Taiwanese foundry UMC, Lattice's supplier, has ended production at one of its fabs, forcing the chip company to transfer the process and the design for the FPGA to another UMC facility.

Although the second fab supports the same process, Lattice is re-qualifying the sub-0.18µm technique, incurring at least a three-month delay.

Lattice has launched a separate series of FPGAs produced by the design team that it acquired from Agere Systems late last year. These focus on comms-oriented applications.

Lattice plans a more generic family based on an architecture brought in as part of its acquisition of Vantis from AMD in 1998. Stan Kopec, vice-president of marketing for Lattice, says the Vantis architecture "has mutated substantially since then".

Last year, UMC said it would streamline production to focus on a smaller number of 12in lines in favour of 8in production. At the start of 2001, the company had six fabs in production on 8in lines, but closed its 8B and 8F sites because of low capacity utilisation.

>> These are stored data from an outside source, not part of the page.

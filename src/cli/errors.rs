//! CLI-specific error types

use std::fmt;
use std::io;

/// CLI error codes
#[derive(Debug, Clone, PartialEq, Eq)]
pub enum CliErrorCode {
    /// Configuration file error
    ConfigError,
    /// Fixture file error
    FixtureError,
    /// I/O error (stdin/stdout)
    IoError,
    /// The command itself failed
    CommandFailed,
}

impl CliErrorCode {
    pub fn code(&self) -> &'static str {
        match self {
            Self::ConfigError => "SG_CLI_CONFIG_ERROR",
            Self::FixtureError => "SG_CLI_FIXTURE_ERROR",
            Self::IoError => "SG_CLI_IO_ERROR",
            Self::CommandFailed => "SG_CLI_COMMAND_FAILED",
        }
    }
}

/// CLI error
#[derive(Debug)]
pub struct CliError {
    code: CliErrorCode,
    message: String,
}

impl CliError {
    pub fn new(code: CliErrorCode, message: impl Into<String>) -> Self {
        Self {
            code,
            message: message.into(),
        }
    }

    pub fn config_error(msg: impl Into<String>) -> Self {
        Self::new(CliErrorCode::ConfigError, msg)
    }

    pub fn fixture_error(msg: impl Into<String>) -> Self {
        Self::new(CliErrorCode::FixtureError, msg)
    }

    pub fn io_error(msg: impl Into<String>) -> Self {
        Self::new(CliErrorCode::IoError, msg)
    }

    pub fn command_failed(msg: impl Into<String>) -> Self {
        Self::new(CliErrorCode::CommandFailed, msg)
    }

    pub fn code(&self) -> &CliErrorCode {
        &self.code
    }

    pub fn code_str(&self) -> &'static str {
        self.code.code()
    }

    pub fn message(&self) -> &str {
        &self.message
    }
}

impl fmt::Display for CliError {
    fn fmt(&self, f: &mut fmt::Formatter<'_>) -> fmt::Result {
        write!(f, "{}: {}", self.code.code(), self.message)
    }
}

impl std::error::Error for CliError {}

impl From<io::Error> for CliError {
    fn from(e: io::Error) -> Self {
        Self::io_error(e.to_string())
    }
}

impl From<serde_json::Error> for CliError {
    fn from(e: serde_json::Error) -> Self {
        Self::io_error(format!("JSON error: {}", e))
    }
}

pub type CliResult<T> = Result<T, CliError>;
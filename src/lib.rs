//! sensorgate - policy-resolving, privacy-preserving sensor queries
//!
//! A read request for an owner's sensor stream is compiled into a staged
//! plan over a time-series store:
//!
//! - the owner's access rules are resolved into a row predicate, a denial,
//!   or a forced aggregation
//! - `stream.channel` references in the predicate pull other streams into
//!   a time-aligned union
//! - aggregate expressions become calendar-bucketed or whole-window
//!   aggregations
//! - noisy aggregates get Laplace noise calibrated from channel statistics
//!
//! Every intermediate view a plan creates is released when the plan closes.

pub mod aggregate;
pub mod cli;
pub mod correlate;
pub mod gateway;
pub mod model;
pub mod observability;
pub mod planner;
pub mod policy;
pub mod predicate;
pub mod privacy;
pub mod stats;
pub mod store;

Cyrus Tsui, Lattice's chairman and CEO, said: "The FPGA was slated for introduction at the end of last year. It is scheduled now probably for the end of Q2. Half of that delay is because of the fab shutdown. It is the same process but at a different fab."

The Agere parts are being built at another foundry, TSMC, on a 0.16µm process with aluminium wiring and transistors running from 1.5V. Tsui says continuing problems with low-k dielectrics in terms of manufacturability and reliability on copper processes mean there is very little foundry production of true 0.13µm devices.

"If you see a lot of announcements on 0.13µm but with a core voltage of 1.5V, you know it is not a true 0.13µm process. Ours is an honest 0.16µm," said Tsui.

"It is the sooner the better [for devices to move to] copper, but that will be as soon as the low-k dielectric becomes reliable."